DEFORM-Net outperforms other methods in simulated data

We trained DEFORM-Net using simulated training data, generated using reference image frames from four datasets, each acquired with a different microscopy imaging modality (Fig. 3a–d). These are: widefield fluorescence microscopy, brightfield microscopy and differential interference contrast microscopy (DICM) of mouse cardiomyocytes, and confocal fluorescence microscopy of LECs of a Drosophila pupa with labelled F-actin (GMA-GFP). Specifically, we generated 2337 frame pairs, including a real reference image, a simulated deformed image and the associated simulated displacement field, from randomly cropped regions of interest from each frame of the datasets. These regions were augmented with random rotation and image transpose operations. After the complete training set was generated, it was randomly split into 1825 training and 256 validation pairs, as well as 256 frame pairs exclusively used for testing. The training pairs were used for evaluating the loss for back-propagation, while the validation pairs were used to monitor for convergence and overfitting. The testing pairs were not used in the network training process and were only used to quantify performance. All image modalities were used to train a combined model for evaluation in the first instance. While evaluating performance in simulated images is not representative of ultimate performance in real data, we use this for an initial comparison of existing methods.

Fig. 3: Visual comparison of methods in different imaging modalities and contrasts in simulated data.
figure 3

ad Representative microscopy images and estimated displacement fields of (ac) mouse cardiomyocytes using widefield fluorescence microscopy, brightfield microscopy and differential interference contrast microscopy (DICM), and (d) Drosophila LECs using confocal fluorescence microscopy (F-actin, GMA-GFP). Scale bars are 10 μm.

Figure 3 compares the performance of classical and learned methods in a representative image randomly selected from the testing set for each modality. Specifically, we perform conventional DIC using ‘ncorr2’ software32 and OF using a pyramidal TV-L1 solver33, which were chosen because they output the highest accuracy estimates compared to other common open-source methods for this data (see Methods Section 4.5). We compare this to learned FlowNet and StrainNet methods. The original StrainNet network (trained on artificial speckle) performed poorly; thus, for a fair comparison, we have retrained StrainNet with the images used in this work but simulated with the grid-based approach scaled to the higher displacement amplitudes seen in the images. Because StrainNet relies on the separated generation of displacements at various resolutions, the training set expanded to over 20,000 image pairs and was trained for 6 × longer. FlowNet, however, was not retrained as it relies on the use of animated graphics datasets. Like conventional OF, it is expected that it can be applied indiscriminately to all data.

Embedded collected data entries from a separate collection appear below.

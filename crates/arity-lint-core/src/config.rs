//! Configuration types for arity-lint.

use serde::{Deserialize, Serialize};
use std::collections::{BTreeMap, HashMap};
use std::path::PathBuf;

/// Top-level configuration for arity-lint.
#[derive(Debug, Clone, Default, Serialize, Deserialize)]
pub struct Config {
    /// Analyzer configuration.
    #[serde(default)]
    pub analyzer: AnalyzerConfig,

    /// Per-rule configurations.
    #[serde(default)]
    pub rules: HashMap<String, RuleConfig>,
}

impl Config {
    /// Creates a new default configuration.
    #[must_use]
    pub fn new() -> Self {
        Self::default()
    }

    /// Loads configuration from a TOML file.
    ///
    /// # Errors
    ///
    /// Returns an error if the file cannot be read or parsed.
    pub fn from_file(path: &std::path::Path) -> Result<Self, ConfigError> {
        let content = std::fs::read_to_string(path).map_err(|e| ConfigError::Io {
            path: path.to_path_buf(),
            source: e,
        })?;
        Self::parse(&content)
    }

    /// Parses configuration from a TOML string.
    ///
    /// # Errors
    ///
    /// Returns an error if the TOML is invalid.
    pub fn parse(content: &str) -> Result<Self, ConfigError> {
        toml::from_str(content).map_err(|e| ConfigError::Parse {
            message: e.to_string(),
        })
    }

    /// Checks if a rule is enabled.
    #[must_use]
    pub fn is_rule_enabled(&self, rule_name: &str) -> bool {
        self.rules
            .get(rule_name)
            .map_or(true, |c| c.enabled.unwrap_or(true))
    }

    /// Gets the severity override for a rule.
    #[must_use]
    pub fn rule_severity(&self, rule_name: &str) -> Option<crate::Severity> {
        self.rules.get(rule_name).and_then(|c| c.severity)
    }

    /// Gets the configuration table of a rule, if present.
    #[must_use]
    pub fn rule(&self, rule_name: &str) -> Option<&RuleConfig> {
        self.rules.get(rule_name)
    }
}

/// Analyzer-level configuration.
#[derive(Debug, Clone, Serialize, Deserialize)]
pub struct AnalyzerConfig {
    /// Root directory to analyze (default: current directory).
    #[serde(default = "default_root")]
    pub root: PathBuf,

    /// Glob patterns to exclude from analysis.
    #[serde(default)]
    pub exclude: Vec<String>,

    /// Whether to respect .gitignore files.
    #[serde(default = "default_true")]
    pub respect_gitignore: bool,
}

impl Default for AnalyzerConfig {
    fn default() -> Self {
        Self {
            root: default_root(),
            exclude: Vec::new(),
            respect_gitignore: true,
        }
    }
}

fn default_root() -> PathBuf {
    PathBuf::from(".")
}

fn default_true() -> bool {
    true
}

/// Per-rule configuration.
#[derive(Debug, Clone, Default, Serialize, Deserialize)]
pub struct RuleConfig {
    /// Whether this rule is enabled.
    #[serde(default)]
    pub enabled: Option<bool>,

    /// Severity override for this rule.
    #[serde(default)]
    pub severity: Option<crate::Severity>,

    /// Rule-specific options as key-value pairs.
    #[serde(flatten)]
    pub options: BTreeMap<String, toml::Value>,
}

/// Configuration errors.
#[derive(Debug, thiserror::Error)]
pub enum ConfigError {
    /// IO error reading config file.
    #[error("Failed to read config file {path}: {source}")]
    Io {
        /// Path that failed to read.
        path: PathBuf,
        /// Underlying IO error.
        source: std::io::Error,
    },

    /// Parse error in config file.
    #[error("Failed to parse config: {message}")]
    Parse {
        /// Parse error message.
        message: String,
    },

    /// A limit that is not an integer of at least -1.
    #[error("Invalid limit for `{key}` in rule `{rule}`: expected an integer >= -1, got {value}")]
    InvalidLimit {
        /// Rule the option belongs to.
        rule: String,
        /// Option key.
        key: String,
        /// Offending value, TOML-formatted.
        value: String,
    },

    /// An option key the rule does not recognize.
    #[error("Unknown option `{key}` for rule `{rule}`")]
    UnknownOption {
        /// Rule the option belongs to.
        rule: String,
        /// Option key.
        key: String,
    },
}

Visually comparing the different methods to the ground truth (GT), we see that DIC outputs an accurate but substantially blurred estimate. OF, however, produces higher spatial resolution outputs with several sections in the images that fail to match the GT. FlowNet performs overall poorly, especially in images with low image contrast and high noise (Fig. 3b, d). While StrainNet estimates are adequate compared to DIC, DEFORM-Net substantially improves the estimate quality, especially in terms of spatial resolution. Notably, StrainNet has directly implemented the FlowNet network architecture (FlowNetF), which included a multiscale loss in the decoder side. We found that this architecture resulted in similar loss values to a conventional U-Net; however, it required four times longer to train.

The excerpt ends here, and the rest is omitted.